- The data
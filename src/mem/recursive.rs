//! Order-recursive (Burg-type) AR estimation.
//!
//! Forward and backward prediction errors start as the data itself. Each order
//! step picks the reflection coefficient minimising the summed forward and
//! backward error power, updates the lower-order coefficients with the
//! Levinson recursion and shortens both error sequences by one sample.
//!
//! Two `Generation` buffers hold the previous and the current order; the
//! order index selects which one is written.

use num_complex::Complex64;
use tracing::{debug, warn};

use super::ArModel;

#[derive(Debug, Clone, Default)]
struct Generation {
    forward: Vec<Complex64>,
    backward: Vec<Complex64>,
    coeffs: Vec<Complex64>,
    power: f64,
}

/// Split the two generations into `(previous, current)` for order step `m`.
fn generations(gens: &mut [Generation; 2], m: usize) -> (&Generation, &mut Generation) {
    let (first, second) = gens.split_at_mut(1);
    if m % 2 == 1 {
        (&first[0], &mut second[0])
    } else {
        (&second[0], &mut first[0])
    }
}

/// Estimate `order` complex AR coefficients.
///
/// Returns `None` for an empty or all-zero input, or an order the data cannot
/// support (`order > n - 2`).
pub fn estimate(data: &[Complex64], order: usize) -> Option<ArModel> {
    let n = data.len();
    if order == 0 || n < 2 || order > n - 2 {
        warn!(order, samples = n, "recursive AR order out of range");
        return None;
    }

    let p0 = data.iter().map(|z| z.norm_sqr()).sum::<f64>() / n as f64;
    if p0 == 0.0 {
        warn!("recursive AR estimation on an all-zero series");
        return None;
    }

    let mut gens: [Generation; 2] = [
        Generation {
            forward: data.to_vec(),
            backward: data.to_vec(),
            coeffs: Vec::with_capacity(order),
            power: p0,
        },
        Generation::default(),
    ];

    for m in 1..=order {
        let (prev, cur) = generations(&mut gens, m);
        let len = prev.forward.len();

        let mut num = Complex64::new(0.0, 0.0);
        let mut den = 0.0;
        for j in 0..len - 1 {
            let b = prev.backward[j];
            let f = prev.forward[j + 1];
            num += b.conj() * f;
            den += b.norm_sqr() + f.norm_sqr();
        }

        let k = if den > 0.0 {
            num * (2.0 / den)
        } else {
            warn!(order = m, "vanishing prediction error; reflection coefficient set to zero");
            Complex64::new(0.0, 0.0)
        };

        cur.coeffs.clear();
        for i in 0..m - 1 {
            cur.coeffs.push(prev.coeffs[i] - k * prev.coeffs[m - 2 - i].conj());
        }
        cur.coeffs.push(k);

        cur.power = prev.power * (1.0 - k.norm_sqr());

        cur.forward.clear();
        cur.backward.clear();
        for j in 0..len - 1 {
            let b = prev.backward[j];
            let f = prev.forward[j + 1];
            cur.forward.push(f - k * b);
            cur.backward.push(b - k.conj() * f);
        }

        debug!(order = m, reflection = k.norm(), power = cur.power, "Burg order step");
    }

    let last = &gens[order % 2];
    Some(ArModel {
        coeffs: last.coeffs.clone(),
        power: last.power,
    })
}

#[cfg(test)]
mod tests {
    use super::*;
    use rand::prelude::*;
    use rand::rngs::StdRng;
    use rand_distr::Normal;

    #[test]
    fn ar1_coefficient_is_recovered() {
        let mut rng = StdRng::seed_from_u64(7);
        let normal = Normal::new(0.0, 1.0).unwrap();
        let mut x = 0.0;
        let data: Vec<Complex64> = (0..4000)
            .map(|_| {
                x = 0.9 * x + normal.sample(&mut rng);
                Complex64::new(x, 0.0)
            })
            .collect();

        let model = estimate(&data, 1).unwrap();
        assert!((model.coeffs[0].re - 0.9).abs() < 0.03, "got {}", model.coeffs[0]);
        assert!(model.coeffs[0].im.abs() < 1e-12);
        // Innovation variance of the generating process is 1.
        assert!((model.power - 1.0).abs() < 0.15, "power {}", model.power);
    }

    #[test]
    fn complex_rotation_is_recovered() {
        // x_n = exp(i ω n): predicted exactly by a_1 = exp(i ω).
        let omega = 0.3;
        let data: Vec<Complex64> = (0..64)
            .map(|i| Complex64::from_polar(1.0, omega * i as f64))
            .collect();
        let model = estimate(&data, 1).unwrap();
        let expected = Complex64::from_polar(1.0, omega);
        assert!((model.coeffs[0] - expected).norm() < 1e-9);
        assert!(model.power < 1e-12);
    }

    #[test]
    fn reflection_magnitudes_keep_power_non_negative() {
        let data: Vec<Complex64> = (0..50)
            .map(|i| Complex64::new((i as f64 * 0.7).sin() + 0.3 * ((i * i) as f64 * 0.013).sin(), 0.0))
            .collect();
        let model = estimate(&data, 20).unwrap();
        assert_eq!(model.coeffs.len(), 20);
        assert!(model.power >= 0.0 && model.power.is_finite());
    }

    #[test]
    fn rejects_unsupported_orders() {
        let data = vec![Complex64::new(1.0, 0.0); 5];
        assert!(estimate(&data, 0).is_none());
        assert!(estimate(&data, 4).is_none());
        assert!(estimate(&[Complex64::new(0.0, 0.0); 10], 2).is_none());
    }
}
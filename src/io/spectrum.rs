//! Read/write AR spectrum JSON files.
//!
//! A spectrum file carries the AR model (variant, order, Δt, Pm and the
//! complex coefficients) plus the PSD grid evaluated at export time. `tsa psd`
//! reads it back to evaluate the PSD on a new grid without the data.

use std::fs::File;
use std::path::Path;

use chrono::Utc;

use crate::domain::{SpectrumFile, SpectrumGrid};
use crate::error::AppError;
use crate::mem::{MemEstimator, frequency_grid, psd_from_coeffs};

/// Snapshot a `Ready` estimator; `None` if no model is available.
pub fn spectrum_from_estimator(
    mem: &MemEstimator,
    source: &str,
    points: usize,
    two_sided: bool,
) -> Option<SpectrumFile> {
    let coefficients = mem.coefficients()?.to_vec();
    let power = mem.power()?;
    let curve = mem.psd_curve(points, two_sided);
    let (frequency, psd) = curve.into_iter().unzip();
    Some(SpectrumFile {
        tool: "tsa".to_string(),
        generated_at: Utc::now(),
        source: source.to_string(),
        variant: mem.variant(),
        trend: mem.trend_removal(),
        samples: mem.n(),
        order: mem.order(),
        sample_interval: mem.sample_interval(),
        power,
        fpe: mem.fpe(),
        coefficients,
        grid: SpectrumGrid { frequency, psd },
    })
}

/// Evaluate a stored spectrum on a fresh `[0 | -Nyquist, Nyquist]` grid.
pub fn evaluate_spectrum(spec: &SpectrumFile, points: usize, two_sided: bool) -> Vec<(f64, f64)> {
    if !(spec.sample_interval > 0.0) {
        return Vec::new();
    }
    let nyquist = 0.5 / spec.sample_interval;
    frequency_grid(nyquist, points, two_sided)
        .into_iter()
        .map(|f| {
            (
                f,
                psd_from_coeffs(&spec.coefficients, spec.power, spec.sample_interval, f),
            )
        })
        .collect()
}

pub fn write_spectrum_json(path: &Path, spec: &SpectrumFile) -> Result<(), AppError> {
    let file = File::create(path)
        .map_err(|e| AppError::new(2, format!("Failed to create spectrum JSON '{}': {e}", path.display())))?;
    serde_json::to_writer_pretty(file, spec)
        .map_err(|e| AppError::new(2, format!("Failed to write spectrum JSON: {e}")))?;
    Ok(())
}

pub fn read_spectrum_json(path: &Path) -> Result<SpectrumFile, AppError> {
    let file = File::open(path)
        .map_err(|e| AppError::new(2, format!("Failed to open spectrum JSON '{}': {e}", path.display())))?;
    let spec: SpectrumFile =
        serde_json::from_reader(file).map_err(|e| AppError::new(2, format!("Invalid spectrum JSON: {e}")))?;
    if spec.coefficients.len() != spec.order {
        return Err(AppError::new(
            2,
            format!(
                "Spectrum JSON lists {} coefficients for order {}.",
                spec.coefficients.len(),
                spec.order
            ),
        ));
    }
    Ok(spec)
}
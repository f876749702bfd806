//! `geo-tsa` library crate.
//!
//! The binary (`tsa`) is a thin wrapper around this library so that:
//!
//! - core logic is testable without spawning processes
//! - the engines (`mem`, `models`, `filter`) are usable without the CLI
//! - code stays easy to navigate as the project grows

pub mod app;
pub mod cli;
pub mod data;
pub mod domain;
pub mod error;
pub mod filter;
pub mod io;
pub mod math;
pub mod mem;
pub mod models;
pub mod report;
pub mod series;
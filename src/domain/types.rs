//! Shared domain types.
//!
//! These types are kept lightweight and serializable so they can be:
//!
//! - selected from the command line (`clap::ValueEnum`)
//! - carried through the engine
//! - written to JSON exports and read back

use std::path::PathBuf;

use chrono::{DateTime, Utc};
use clap::ValueEnum;
use num_complex::Complex64;
use serde::{Deserialize, Serialize};

use crate::models::RegressionConfig;

/// Algorithm used to estimate the AR coefficients.
#[derive(Debug, Clone, Copy, PartialEq, Eq, Serialize, Deserialize, ValueEnum, Default)]
#[serde(rename_all = "kebab-case")]
pub enum ArVariant {
    /// Order-recursive (Burg-type) estimation.
    #[default]
    Recursive,
    /// Least-squares forward prediction.
    Forward,
    /// Least-squares backward prediction.
    Backward,
    /// Least-squares forward and backward prediction combined.
    ForwardBackward,
}

impl ArVariant {
    pub const ALL: [ArVariant; 4] = [
        ArVariant::Recursive,
        ArVariant::Forward,
        ArVariant::Backward,
        ArVariant::ForwardBackward,
    ];

    /// Largest usable filter order for `n` samples.
    pub fn max_order(self, n: usize) -> usize {
        match self {
            ArVariant::Recursive => n.saturating_sub(2),
            ArVariant::Forward | ArVariant::Backward => (n / 2).saturating_sub(1),
            ArVariant::ForwardBackward => (2 * n / 3).saturating_sub(1),
        }
    }

    pub fn display_name(self) -> &'static str {
        match self {
            ArVariant::Recursive => "recursive (Burg)",
            ArVariant::Forward => "least-squares forward",
            ArVariant::Backward => "least-squares backward",
            ArVariant::ForwardBackward => "least-squares forward+backward",
        }
    }
}

/// What to remove from each channel before AR estimation.
#[derive(Debug, Clone, Copy, PartialEq, Eq, Serialize, Deserialize, ValueEnum, Default)]
#[serde(rename_all = "lowercase")]
pub enum TrendRemoval {
    /// Use the data as-is.
    #[default]
    None,
    /// Subtract the mean.
    Mean,
    /// Subtract the best-fit straight line (mean included).
    Linear,
}

impl TrendRemoval {
    /// Number of parameters estimated per channel.
    pub fn n_params(self) -> usize {
        match self {
            TrendRemoval::None => 0,
            TrendRemoval::Mean => 1,
            TrendRemoval::Linear => 2,
        }
    }
}

/// How a single-column series is turned into complex samples.
#[derive(Debug, Clone, Copy, PartialEq, Eq, Serialize, Deserialize, ValueEnum, Default)]
#[serde(rename_all = "lowercase")]
pub enum ImagPolicy {
    /// Require two data columns (real, imaginary).
    #[default]
    Require,
    /// Accept one data column and treat the imaginary part as zero.
    Zero,
}

/// Where the sigma of each data column lives.
#[derive(Debug, Clone, Copy, PartialEq, Eq, Serialize, Deserialize)]
#[serde(rename_all = "kebab-case")]
pub enum SigmaLayout {
    /// First half of the columns are values, second half their sigmas.
    ErrorColumns,
    /// The sigma of column `c` is column `c + k`.
    Offset(usize),
    /// `(value, sigma)` pairs in adjacent columns.
    Pairs,
}

impl SigmaLayout {
    /// `(value column, sigma column)` pairs for a series with `n_fields` fields.
    pub fn column_pairs(self, n_fields: usize) -> Vec<(usize, usize)> {
        match self {
            SigmaLayout::ErrorColumns => {
                let half = n_fields / 2;
                (0..half).map(|c| (c, c + half)).collect()
            }
            SigmaLayout::Offset(k) => {
                if k == 0 || k >= n_fields {
                    return Vec::new();
                }
                (0..n_fields - k).filter(|c| *c < k).map(|c| (c, c + k)).collect()
            }
            SigmaLayout::Pairs => (0..n_fields / 2).map(|p| (2 * p, 2 * p + 1)).collect(),
        }
    }
}

/// CLI-facing selector for `SigmaLayout` (the offset travels separately).
#[derive(Debug, Clone, Copy, PartialEq, Eq, ValueEnum)]
pub enum SigmaLayoutKind {
    ErrorColumns,
    Offset,
    Pairs,
}

impl SigmaLayoutKind {
    pub fn with_offset(self, offset: usize) -> SigmaLayout {
        match self {
            SigmaLayoutKind::ErrorColumns => SigmaLayout::ErrorColumns,
            SigmaLayoutKind::Offset => SigmaLayout::Offset(offset),
            SigmaLayoutKind::Pairs => SigmaLayout::Pairs,
        }
    }
}

/// Resolved configuration for a MEM run (`tsa spectrum` / `tsa orders`).
#[derive(Debug, Clone)]
pub struct MemConfig {
    pub input: PathBuf,
    pub variant: ArVariant,
    pub order: usize,
    pub trend: TrendRemoval,
    pub imag: ImagPolicy,
    pub allow_uneven: bool,
    /// Number of PSD grid points.
    pub points: usize,
    /// Evaluate over `[-Nyquist, Nyquist]` instead of `[0, Nyquist]`.
    pub two_sided: bool,
    /// Order range scanned by `tsa orders`.
    pub scan_min: usize,
    pub scan_max: Option<usize>,
    pub export_psd: Option<PathBuf>,
    pub export_json: Option<PathBuf>,
}

/// Resolved configuration for the Gaussian filter (`tsa smooth`).
#[derive(Debug, Clone)]
pub struct SmoothConfig {
    pub input: PathBuf,
    pub fwhm: f64,
    pub column: usize,
    pub sigma_column: Option<usize>,
    /// Grid step from the first epoch; `None` uses the mean spacing.
    pub step: Option<f64>,
    pub minus_model: bool,
    pub clip: bool,
    /// Produce a residual series instead of a smoothed curve.
    pub residuals: Option<SigmaLayout>,
    /// Models fitted and subtracted before smoothing.
    pub models: Vec<RegressionConfig>,
    /// Model epoch; `None` uses the first observation.
    pub epoch: Option<f64>,
    pub export: Option<PathBuf>,
}

/// Resolved configuration for a standalone regression (`tsa fit`).
#[derive(Debug, Clone)]
pub struct FitConfig {
    pub input: PathBuf,
    pub model: RegressionConfig,
    /// Model epoch; `None` uses the first observation.
    pub epoch: Option<f64>,
    /// Largest residuals shown.
    pub top_n: usize,
    /// Observed-minus-model residuals CSV.
    pub export: Option<PathBuf>,
}

/// Kind of synthetic series written by `tsa simulate`.
#[derive(Debug, Clone, PartialEq)]
pub enum SimulateKind {
    /// Real AR process with the given coefficients, Δt = 1.
    Ar { coeffs: Vec<f64> },
    /// Linear trend plus harmonics at the given periods, with a sigma column.
    Harmonic {
        t0: f64,
        dt: f64,
        offset: f64,
        rate: f64,
        /// `(period, cos, sin)` per component.
        components: Vec<(f64, f64, f64)>,
    },
}

#[derive(Debug, Clone)]
pub struct SimulateConfig {
    pub kind: SimulateKind,
    pub n: usize,
    pub noise_sigma: f64,
    pub seed: u64,
    pub output: PathBuf,
}

/// Evaluated PSD grid stored alongside the AR model.
#[derive(Debug, Clone, PartialEq, Serialize, Deserialize)]
pub struct SpectrumGrid {
    pub frequency: Vec<f64>,
    pub psd: Vec<f64>,
}

/// Portable AR spectrum: enough to re-evaluate the PSD without the data.
#[derive(Debug, Clone, PartialEq, Serialize, Deserialize)]
pub struct SpectrumFile {
    pub tool: String,
    pub generated_at: DateTime<Utc>,
    pub source: String,
    pub variant: ArVariant,
    pub trend: TrendRemoval,
    pub samples: usize,
    pub order: usize,
    pub sample_interval: f64,
    pub power: f64,
    pub fpe: Option<f64>,
    /// `a_1..a_M`, each serialized as `[re, im]`.
    pub coefficients: Vec<Complex64>,
    pub grid: SpectrumGrid,
}

#[cfg(test)]
mod tests {
    use super::*;

    #[test]
    fn max_orders_follow_variant_rules() {
        assert_eq!(ArVariant::Recursive.max_order(100), 98);
        assert_eq!(ArVariant::Forward.max_order(100), 49);
        assert_eq!(ArVariant::Backward.max_order(101), 49);
        assert_eq!(ArVariant::ForwardBackward.max_order(100), 65);
        assert_eq!(ArVariant::Recursive.max_order(1), 0);
    }

    #[test]
    fn sigma_layout_pairs() {
        assert_eq!(SigmaLayout::ErrorColumns.column_pairs(4), vec![(0, 2), (1, 3)]);
        assert_eq!(SigmaLayout::Pairs.column_pairs(5), vec![(0, 1), (2, 3)]);
        assert_eq!(SigmaLayout::Offset(3).column_pairs(6), vec![(0, 3), (1, 4), (2, 5)]);
        assert_eq!(SigmaLayout::Offset(4).column_pairs(6), vec![(0, 4), (1, 5)]);
        assert!(SigmaLayout::Offset(0).column_pairs(6).is_empty());
    }
}
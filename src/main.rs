use std::process::ExitCode;

fn main() -> ExitCode {
    match geo_tsa::app::run() {
        Ok(()) => ExitCode::SUCCESS,
        Err(err) => {
            eprintln!("{err}");
            ExitCode::from(err.exit_code())
        }
    }
}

- Problem requirements
For this exercise, copy each line from the listing above that has the word "types".

- Task response
filename src/domain/types.rs
//! Shared domain types.
//! These types are kept lightweight and serializable so they can be:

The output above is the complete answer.